With so many priorities competing for your money,
deciding which are the most important can be challenging.
And the challenge doesn’t end there. How can you make
the most of your efforts when setting financial goals? We
suggest you set financial goals that are SMART: Specific,
Measurable, Achievable, Realistic and Timely.
Step 1: Start with some simple list-making
Like so many tasks in life, it can be helpful to start with
a list. For most people, a list of financial goals includes
saving for retirement, emergencies, buying a house, and
funding college. Of course, there are many other things
you’ll need or want that require money. At this point, jot
down everything that comes to mind and that has a cost
associated with it. You can even include your family in this
process. You’ll find it might have a greater impact. Don’t
worry about details or priorities yet; we’ll get to that in a
minute.
Goal Setting for Financial Success: 3 Steps to Achieving Your Financial Goals
3MARCH 2019
Once your financial goals are committed to the page or
the screen, you’ll need to take a look at where you’re
starting financially. Prepare a spreadsheet of your current
finances. Include debt such as credit cards, mortgage,
student loans and the like. Then note your current savings,
whether in the bank or in an investment account. Put down
any retirement savings, future financial obligations you
may face, and other pertinent information.

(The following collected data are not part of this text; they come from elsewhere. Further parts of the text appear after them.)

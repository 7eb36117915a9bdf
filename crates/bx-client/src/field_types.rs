//! Built-in field-type maps for entity types whose Bitrix metadata
//! endpoint returns no type information at all (`user.fields`,
//! `voximplant.statistic.*`, `crm.stagehistory.*`).

/// `user.fields` returns a flat `{FIELD: description}` map with no type
/// metadata; this is the canonical type map substituted in its place.
pub static USER_FIELD_TYPES: &[(&str, &str)] = &[
    ("ID", "integer"),
    ("XML_ID", "string"),
    ("ACTIVE", "char"),
    ("NAME", "string"),
    ("LAST_NAME", "string"),
    ("SECOND_NAME", "string"),
    ("TITLE", "string"),
    ("EMAIL", "string"),
    ("LAST_LOGIN", "datetime"),
    ("DATE_REGISTER", "datetime"),
    ("TIME_ZONE", "string"),
    ("IS_ONLINE", "char"),
    ("TIME_ZONE_OFFSET", "string"),
    ("TIMESTAMP_X", "datetime"),
    ("LAST_ACTIVITY_DATE", "datetime"),
    ("PERSONAL_GENDER", "string"),
    ("PERSONAL_PROFESSION", "string"),
    ("PERSONAL_WWW", "string"),
    ("PERSONAL_BIRTHDAY", "date"),
    ("PERSONAL_PHOTO", "integer"),
    ("PERSONAL_ICQ", "string"),
    ("PERSONAL_PHONE", "string"),
    ("PERSONAL_FAX", "string"),
    ("PERSONAL_MOBILE", "string"),
    ("PERSONAL_PAGER", "string"),
    ("PERSONAL_STREET", "string"),
    ("PERSONAL_CITY", "string"),
    ("PERSONAL_STATE", "string"),
    ("PERSONAL_ZIP", "string"),
    ("PERSONAL_COUNTRY", "string"),
    ("PERSONAL_MAILBOX", "string"),
    ("PERSONAL_NOTES", "text"),
    ("WORK_PHONE", "string"),
    ("WORK_COMPANY", "string"),
    ("WORK_POSITION", "string"),
    ("WORK_DEPARTMENT", "string"),
    ("WORK_WWW", "string"),
    ("WORK_FAX", "string"),
    ("WORK_PAGER", "string"),
    ("WORK_STREET", "string"),
    ("WORK_MAILBOX", "string"),
    ("WORK_CITY", "string"),
    ("WORK_STATE", "string"),
    ("WORK_ZIP", "string"),
    ("WORK_COUNTRY", "string"),
    ("WORK_PROFILE", "string"),
    ("WORK_LOGO", "string"),
    ("WORK_NOTES", "text"),
    ("UF_SKYPE_LINK", "string"),
    ("UF_ZOOM", "string"),
    ("UF_EMPLOYMENT_DATE", "datetime"),
    ("UF_TIMEMAN", "char"),
    ("UF_DEPARTMENT", "string"),
    ("UF_INTERESTS", "text"),
    ("UF_SKILLS", "text"),
    ("UF_WEB_SITES", "text"),
    ("UF_XING", "string"),
    ("UF_LINKEDIN", "string"),
    ("UF_FACEBOOK", "string"),
    ("UF_TWITTER", "string"),
    ("UF_SKYPE", "string"),
    ("UF_DISTRICT", "string"),
    ("UF_PHONE_INNER", "string"),
    ("USER_TYPE", "string"),
];

/// `voximplant.statistic.get` has no `.fields` method.
pub static CALL_FIELD_TYPES: &[(&str, &str)] = &[
    ("ID", "integer"),
    ("CALL_ID", "string"),
    ("CALL_TYPE", "integer"),
    ("CALL_VOTE", "integer"),
    ("COMMENT", "string"),
    ("PORTAL_USER_ID", "string"),
    ("PORTAL_NUMBER", "string"),
    ("PHONE_NUMBER", "string"),
    ("CALL_DURATION", "integer"),
    ("CALL_START_DATE", "datetime"),
    ("COST", "string"),
    ("COST_CURRENCY", "string"),
    ("CALL_FAILED_CODE", "string"),
    ("CALL_FAILED_REASON", "string"),
    ("CRM_ACTIVITY_ID", "string"),
    ("CRM_ENTITY_ID", "string"),
    ("CRM_ENTITY_TYPE", "string"),
    ("REST_APP_ID", "string"),
    ("REST_APP_NAME", "string"),
    ("REDIAL_ATTEMPT", "integer"),
    ("SESSION_ID", "string"),
    ("TRANSCRIPT_ID", "string"),
    ("TRANSCRIPT_PENDING", "string"),
    ("RECORD_FILE_ID", "string"),
];

/// `crm.stagehistory.list` has no `.fields` method.
pub static STAGE_HISTORY_FIELD_TYPES: &[(&str, &str)] = &[
    ("ID", "integer"),
    ("TYPE_ID", "integer"),
    ("OWNER_ID", "integer"),
    ("CREATED_TIME", "datetime"),
    ("CATEGORY_ID", "integer"),
    ("STAGE_SEMANTIC_ID", "string"),
    ("STAGE_ID", "string"),
    ("STATUS_SEMANTIC_ID", "string"),
    ("STATUS_ID", "string"),
];

/// Builds a `crm.*.fields`-shaped metadata object from a canonical type
/// map, used for entity types whose real API exposes no type metadata.
pub fn build_field_definitions(
    types: &[(&str, &str)],
    required_field: &str,
) -> serde_json::Map<String, serde_json::Value> {
    types
        .iter()
        .map(|(name, ty)| {
            let def = serde_json::json!({
                "type": ty,
                "title": name,
                "isMultiple": false,
                "isRequired": *name == required_field,
            });
            (name.to_string(), def)
        })
        .collect()
}

#[cfg(test)]
mod tests {
    use super::*;

    #[test]
    fn builds_user_field_definitions_with_id_required() {
        let defs = build_field_definitions(USER_FIELD_TYPES, "ID");
        assert_eq!(defs["ID"]["isRequired"], serde_json::json!(true));
        assert_eq!(defs["NAME"]["isRequired"], serde_json::json!(false));
        assert_eq!(defs["LAST_LOGIN"]["type"], serde_json::json!("datetime"));
    }

    #[test]
    fn builds_call_field_definitions_with_call_id_required() {
        let defs = build_field_definitions(CALL_FIELD_TYPES, "CALL_ID");
        assert_eq!(defs["CALL_ID"]["isRequired"], serde_json::json!(true));
    }
}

For the next month, track your spending. You may be
surprised to learn where your money is actually going. If
you find you’re overspending on items that really aren’t
that important to you, you can shift gears and direct
the money toward your SMART goals. To help with this
budgeting task, use a simple online budgeting tool, like
Mint, LevelMoney, or GoodBudget.
Step 2: Evaluate needs, wants, and priorities
Now it’s time to refine your goals, assigning them priorities
and adding details. As you begin, remember the difference
between a “need” and a “want.” The “needs,” of course,
go at the top of the list. Later, when you are making
progress on them, you’ll be in a better position to move
onto your “wants.”
How do you prioritize goals that all seem to be important?

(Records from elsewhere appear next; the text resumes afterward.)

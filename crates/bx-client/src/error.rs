//! Maps raw Bitrix `error`/`error_description` response members onto the
//! shared [`bx_core::BitrixError`] taxonomy.

use bx_core::BitrixError;

/// Classifies a Bitrix error code string into the typed taxonomy.
///
/// `error_code` is Bitrix's own `error` field value; `description` is
/// `error_description`, used verbatim as the message. Any code containing
/// `OPERATION_TIME_LIMIT` maps to [`BitrixError::OperationTimeLimit`]
/// regardless of where it originated (including transport-level error
/// text), per the client's stated policy.
pub fn classify_error_code(error_code: &str, description: &str) -> BitrixError {
    let upper = error_code.to_uppercase();
    if upper.contains("OPERATION_TIME_LIMIT") {
        return BitrixError::OperationTimeLimit {
            message: description.to_string(),
        };
    }
    if upper.contains("QUERY_LIMIT_EXCEEDED") {
        return BitrixError::RateLimited {
            message: description.to_string(),
            retry_after: None,
        };
    }
    if upper == "EXPIRED_TOKEN" || upper == "INVALID_TOKEN" {
        return BitrixError::Authentication {
            message: description.to_string(),
        };
    }
    BitrixError::ApiError {
        message: description.to_string(),
        code: Some(error_code.to_string()),
    }
}

/// Recognizes an `OPERATION_TIME_LIMIT` signature inside free-form error
/// text (transport exceptions, malformed bodies) and converts it.
pub fn reclassify_if_time_limit(message: &str) -> Option<BitrixError> {
    if message.to_uppercase().contains("OPERATION_TIME_LIMIT") {
        Some(BitrixError::OperationTimeLimit {
            message: message.to_string(),
        })
    } else {
        None
    }
}

#[cfg(test)]
mod tests {
    use super::*;

    #[test]
    fn classifies_operation_time_limit() {
        let err = classify_error_code("OPERATION_TIME_LIMIT", "too much data");
        assert!(matches!(err, BitrixError::OperationTimeLimit { .. }));
    }

    #[test]
    fn classifies_query_limit_exceeded() {
        let err = classify_error_code("QUERY_LIMIT_EXCEEDED", "slow down");
        assert!(matches!(err, BitrixError::RateLimited { .. }));
    }

    #[test]
    fn classifies_expired_token() {
        let err = classify_error_code("expired_token", "token expired");
        assert!(matches!(err, BitrixError::Authentication { .. }));
    }

    #[test]
    fn classifies_invalid_token() {
        let err = classify_error_code("invalid_token", "bad token");
        assert!(matches!(err, BitrixError::Authentication { .. }));
    }

    #[test]
    fn unknown_code_is_generic_api_error() {
        let err = classify_error_code("SOME_WEIRD_CODE", "huh");
        assert!(matches!(err, BitrixError::ApiError { .. }));
    }

    #[test]
    fn reclassifies_transport_text_mentioning_time_limit() {
        let err = reclassify_if_time_limit("upstream said OPERATION_TIME_LIMIT exceeded");
        assert!(matches!(err, Some(BitrixError::OperationTimeLimit { .. })));
    }
}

At Fisher 401(k), we believe that, for most people, three
of the most important financial priorities are: saving for
retirement, paying off debt, and building an emergency
fund. Paying off debt—the sooner, the better—saves you
money in the long run by eliminating expensive interest
charges. An emergency fund can help you avoid adding
debt when the dryer gives up or the car needs a new
transmission. And of course, the average Social Security
retirement benefit of $1,404 monthly just isn’t enough in
most cases.
Step 3: Make your goals SMART
Now that you’ve prioritized your financial goals, it’s time
to add details using the SMART system, mentioned earlier.
This is where goals are separated from dreams.
Each goal should be:
• Specific. Rather than “Pay down debt” make it
“Pay off Joe’s Department Store account.”
• Measurable. Instead of “Save more in my bank
account” say “Put $25 more each week in my
savings account.”
• Achievable. Incremental goals help you build
steam and enthusiasm, so say “I will eat
in a restaurant just 2 times this month instead of
once a week” rather than “I will never eat out
again.”
• Realistic. You are more likely to give up if your
goal is “Save $1,000,000 by the time I’m
30” than if you set a realistic goal, like “Use my
401(k) plan’s estimation tool to find out how much
I would have to save to reach $1,000,000 when
I’m 65.”
• Timely. Each goal needs a specific timeline, like
“Pay off my student loan by December 31, 2019.”
Feeling overwhelmed? Then work on only the highest
priority items, maybe 4 or 5 of them, and leave the rest for
a later time. Once you progress on your high priorities—or
even better, when they are accomplished and drop off the
list entirely—you’ll feel better able to handle the others.
Finally, remember that without action a goal is just words
on a computer screen or a spreadsheet. Be determined to
take action, and the results will start to build.
Review, revise and get results
It isn’t enough to write out your goals and never look at
them again. As you work on this project, set a date to
review your goals and the progress you’re making. If you
slip up, don’t give up. Rather, get back on track right away.
When you are persistent, you stand the best chance of
meeting your financial goals.
4 MARCH 2019
®
401(k) SOLUTIONS
5MARCH 2019
Quarterly Market Update from the Fisher Investments’ Investment Policy Committee2018 was a difficult year—a rollercoaster of highs and lows
capped off by the second-worst December on record.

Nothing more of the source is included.